A prevenção da estenose traqueal pode ser realizada através das seguintes estratégias 5,8, sumarizadas no protocolo da tabela 1:

1) Estabilização do tubo ou cânula. A mucosa traqueal é sensível ao movimento do tubo, o que pode ser reduzido com posicionamento e fixação adequados.

2) Controle da infecção local. O balão pode ser desinsuflado, periodicamente, para que o paciente possa clarear secreções respiratórias altas e para vocalizar; e, ainda, para verificar a presença de fístulas.

3) Pressão do balão pneumático. O volume de ar injetado deve ser o menor possível, para que não provoque o escape de ar durante a inspiração.

4) Prevenção do refluxo gastro-esofágico através de drogas anti-ácidas e do decúbito elevado.

Traqueoscopia de rotina deve ser realizada, seis semanas após a extubação, em todos os pacientes considerados como tendo algum fator de risco para estenose 8.

 

Referências

1. Stauffer JL, Olson DE, Petty TL. Complications and consequences of endotracheal intubation and tracheotomy. Am J Med. 1981; 70:65-76.

2. Marquette C, Baugnée PE, Ramón P. Yearbook of intensive care and emergency medicine. Vincent JL (ed). Springer Verlag, Belim. Medical management of postintubation tracheal stenosis; 1995; pp. 227-34.

3. Bisson A, Bonette P, Bel El Kadi N, Leroy M, Colchen A, Personne C, Toty L, Herzog P. Tracheal sleeve resection for iatrogenic stenosis (subglottic laryngeal and tracheal). J Thorac Cardiovasc Surg. 1992; 104:882-7.

4. Kastanos N, Miro RE, Perez AM, Mir AX, Agustín-Vidal A. Laryngotracheal injury due to endotracheal intubation: Incidence, evolution and predisposing factors. A prospective long-term study. Crit Care Med. 1983; 11:362-7.

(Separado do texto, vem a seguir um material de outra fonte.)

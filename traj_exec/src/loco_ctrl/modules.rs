//! Module identification and per-module containers

// ---------------------------------------------------------------------------
// IMPORTS
// ---------------------------------------------------------------------------

// External
use serde::{Deserialize, Serialize};
use std::fmt;
use std::ops::{Index, IndexMut};

// Internal
use super::NUM_MODULES;

// ---------------------------------------------------------------------------
// ENUMERATIONS
// ---------------------------------------------------------------------------

/// Identifies one of the four swerve modules.
///
/// The declaration order is the canonical module order used everywhere,
/// including parameter files: FL, FR, RL, RR.
#[derive(Debug, Copy, Clone, PartialEq, Eq, PartialOrd, Ord, Hash, Serialize, Deserialize)]
pub enum ModuleId {
    FrontLeft,
    FrontRight,
    RearLeft,
    RearRight,
}

// ---------------------------------------------------------------------------
// DATA STRUCTURES
// ---------------------------------------------------------------------------

/// One value of `T` for each swerve module.
#[derive(Debug, Copy, Clone, PartialEq, Default, Serialize, Deserialize)]
pub struct SwerveModules<T> {
    pub fl: T,
    pub fr: T,
    pub rl: T,
    pub rr: T,
}

// ---------------------------------------------------------------------------
// IMPLEMENTATIONS
// ---------------------------------------------------------------------------

impl ModuleId {
    /// All modules in canonical order.
    pub const ALL: [ModuleId; NUM_MODULES] = [
        ModuleId::FrontLeft,
        ModuleId::FrontRight,
        ModuleId::RearLeft,
        ModuleId::RearRight,
    ];

    /// Position of this module in the canonical order.
    pub fn index(&self) -> usize {
        match self {
            ModuleId::FrontLeft => 0,
            ModuleId::FrontRight => 1,
            ModuleId::RearLeft => 2,
            ModuleId::RearRight => 3,
        }
    }

    /// Short name of the module (`FL`, `FR`, `RL`, `RR`).
    pub fn short_name(&self) -> &'static str {
        match self {
            ModuleId::FrontLeft => "FL",
            ModuleId::FrontRight => "FR",
            ModuleId::RearLeft => "RL",
            ModuleId::RearRight => "RR",
        }
    }
}

impl fmt::Display for ModuleId {
    fn fmt(&self, f: &mut fmt::Formatter<'_>) -> fmt::Result {
        write!(f, "{}", self.short_name())
    }
}

impl<T> SwerveModules<T> {
    pub fn new(fl: T, fr: T, rl: T, rr: T) -> Self {
        Self { fl, fr, rl, rr }
    }

    /// Build from an array in canonical (FL, FR, RL, RR) order.
    pub fn from_array(array: [T; NUM_MODULES]) -> Self {
        let [fl, fr, rl, rr] = array;
        Self { fl, fr, rl, rr }
    }

    /// Convert into an array in canonical order.
    pub fn into_array(self) -> [T; NUM_MODULES] {
        [self.fl, self.fr, self.rl, self.rr]
    }

    /// Iterate over the modules in canonical order.
    pub fn iter(&self) -> impl Iterator<Item = (ModuleId, &T)> + '_ {
        (0..NUM_MODULES).map(move |i| {
            let id = ModuleId::ALL[i];
            (id, &self[id])
        })
    }

    /// Apply `f` to every module, keeping the module each value belongs to.
    pub fn map<U, F>(self, mut f: F) -> SwerveModules<U>
    where
        F: FnMut(ModuleId, T) -> U,
    {
        SwerveModules {
            fl: f(ModuleId::FrontLeft, self.fl),
            fr: f(ModuleId::FrontRight, self.fr),
            rl: f(ModuleId::RearLeft, self.rl),
            rr: f(ModuleId::RearRight, self.rr),
        }
    }
}

impl<T: Copy> SwerveModules<T> {
    /// The same value for every module.
    pub fn splat(value: T) -> Self {
        Self::new(value, value, value, value)
    }
}

impl<T> Index<ModuleId> for SwerveModules<T> {
    type Output = T;

    fn index(&self, id: ModuleId) -> &T {
        match id {
            ModuleId::FrontLeft => &self.fl,
            ModuleId::FrontRight => &self.fr,
            ModuleId::RearLeft => &self.rl,
            ModuleId::RearRight => &self.rr,
        }
    }
}

impl<T> IndexMut<ModuleId> for SwerveModules<T> {
    fn index_mut(&mut self, id: ModuleId) -> &mut T {
        match id {
            ModuleId::FrontLeft => &mut self.fl,
            ModuleId::FrontRight => &mut self.fr,
            ModuleId::RearLeft => &mut self.rl,
            ModuleId::RearRight => &mut self.rr,
        }
    }
}
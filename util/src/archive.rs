//! CSV archiving functionality
//!
//! An `Archiver` writes a stream of serialisable records into a CSV file in
//! the session's archive directory, one row per record.

// ---------------------------------------------------------------------------
// IMPORTS
// ---------------------------------------------------------------------------

// External imports
use csv::WriterBuilder;
pub use csv::Writer;
use serde::Serialize;
use std::fs::File;
use std::io;
use std::path::Path;
use thiserror::Error;

// Internal imports
use crate::session::Session;

// ---------------------------------------------------------------------------
// DATA STRUCTURES
// ---------------------------------------------------------------------------

/// An object used to write CSV archive files.
pub struct Archiver<W: io::Write = File> {
    writer: Writer<W>,
}

// ---------------------------------------------------------------------------
// ENUMERATIONS
// ---------------------------------------------------------------------------

/// Errors that can occur while archiving.
#[derive(Debug, Error)]
pub enum ArchiveError {
    #[error("Cannot create the archive file: {0}")]
    CreateError(io::Error),

    #[error("Cannot write the archive record: {0}")]
    CsvError(#[from] csv::Error),

    #[error("Cannot flush the archive: {0}")]
    FlushError(io::Error),
}

// ---------------------------------------------------------------------------
// IMPLEMENTATIONS
// ---------------------------------------------------------------------------

impl Archiver<File> {
    /// Create a new archiver from a paricular path relative to the session's
    /// archive root.
    ///
    /// An existing archive at the same path is truncated.
    pub fn from_path<P: AsRef<Path>>(session: &Session, path: P) -> Result<Self, ArchiveError> {
        let file = File::create(session.arch_root.join(path)).map_err(ArchiveError::CreateError)?;

        Ok(Self::from_writer(file))
    }
}

impl<W: io::Write> Archiver<W> {
    /// Create an archiver writing into any `io::Write` sink.
    pub fn from_writer(sink: W) -> Self {
        Self {
            writer: WriterBuilder::new().has_headers(true).from_writer(sink),
        }
    }

    /// Serialise a record into the archive.
    ///
    /// The header row is taken from the field names of the first record.
    pub fn serialise<T: Serialize>(&mut self, record: &T) -> Result<(), ArchiveError> {
        self.writer.serialize(record)?;
        Ok(())
    }

    /// Flush any buffered records to the underlying sink.
    pub fn flush(&mut self) -> Result<(), ArchiveError> {
        self.writer.flush().map_err(ArchiveError::FlushError)
    }

    /// Flush and return the underlying sink.
    pub fn into_inner(self) -> Result<W, ArchiveError> {
        self.writer
            .into_inner()
            .map_err(|e| ArchiveError::FlushError(io::Error::new(io::ErrorKind::Other, e.to_string())))
    }
}
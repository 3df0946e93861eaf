//! Error taxonomy for the integration adapters.
//!
//! Every fetch/transform failure ends up in one of these variants. Adapters
//! catch them at the poll boundary and degrade (log, skip the item, keep the
//! previous entities) — no error here ever takes the service down.

use thiserror::Error;

#[derive(Debug, Error)]
pub enum AdapterError {
    /// Network or HTTP-level failure (DNS, connect, timeout, non-2xx status).
    #[error("transport error: {0}")]
    Transport(#[from] reqwest::Error),

    /// The response body was not the JSON we expected.
    #[error("parse error: {0}")]
    Parse(#[from] serde_json::Error),

    /// A named parameter was absent from an otherwise well-formed payload.
    #[error("parameter {0:?} not present in payload")]
    MissingParameter(String),

    /// The EVSE vendor client reported a failure.
    #[error("EVSE error: {0}")]
    Vendor(String),
}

5. Ferdinande P, Kim D-O. Prevention of postintubation laryngotracheal stenosis. Acta Otorhinolaryngo Belg. 1995; 49:341-6.

6. Nordin U. The trachea and cuff-induced tracheal injury. Acta Otolaryngol. 1977; Suppl.345:1-77.

7. Whited RE. Experimental and clinical reconstructive surgery of the larynx and trachea. Arch Otolaryngol. 1984; 110:315-7.

  • Mol DA, Villiers GT, Claassen AJ. Use and care of an endotracheal/tracheostomy tube cuff – are intensive care unit staff adequately informed? S Afr J Surg. 2000; 42:14-6.

 

 

Tabela 1 – Protocolo de cuidados com o tubo endotraqueal ou cânula de traqueostomia.

 

1. Medida da pressão do balão pneumático a cada 6 horas, mantendo-a abaixo de 25 mmHg, pela equipe de Fisioterapia.

2. Fixação e braço de suporte da ventilação adequados, sem tração.

3. As trocas de cadarço devem ser feitas por dois profissionais da enfermagem, sendo que: um deles deve assegurar que o tubo/cânula não cause trauma.

4. Evitar tração do tubo/cânula durante a fisioterapia, realização de radiografias no leito e em todas as manobras de enfermagem.

5. Aspiração asséptica do tubo/cânula e, em seguida, da boca e orofaringe a cada 6 horas.

6. Evitar aspiração de fluidos do sistema de humidificação pelo paciente.

7. Manipular delicadamente o paciente.

8. Decúbito elevado a 30º.

9. Utilizar sonda de alimentação de material suave e com o menor calibre possível.

10. Utilizar medicação anti-ácida.

11. Desinsuflar o balão pneumático, periodicamente, somente em pacientes conscientes, visando eliminar secreções respiratórias altas e realizar vocalização.

12. Realizar traqueoscopia de rotina, nos pacientes considerados de risco, para estenose seis semanas após a extubação.

13. Realizar traqueostomia em pacientes com intubação orotraqueal prolongada até o 10º dia de tubo e, mais precocemente, quando exista alta probabilidade de que o paciente chegue ao 10º dia com o tubo.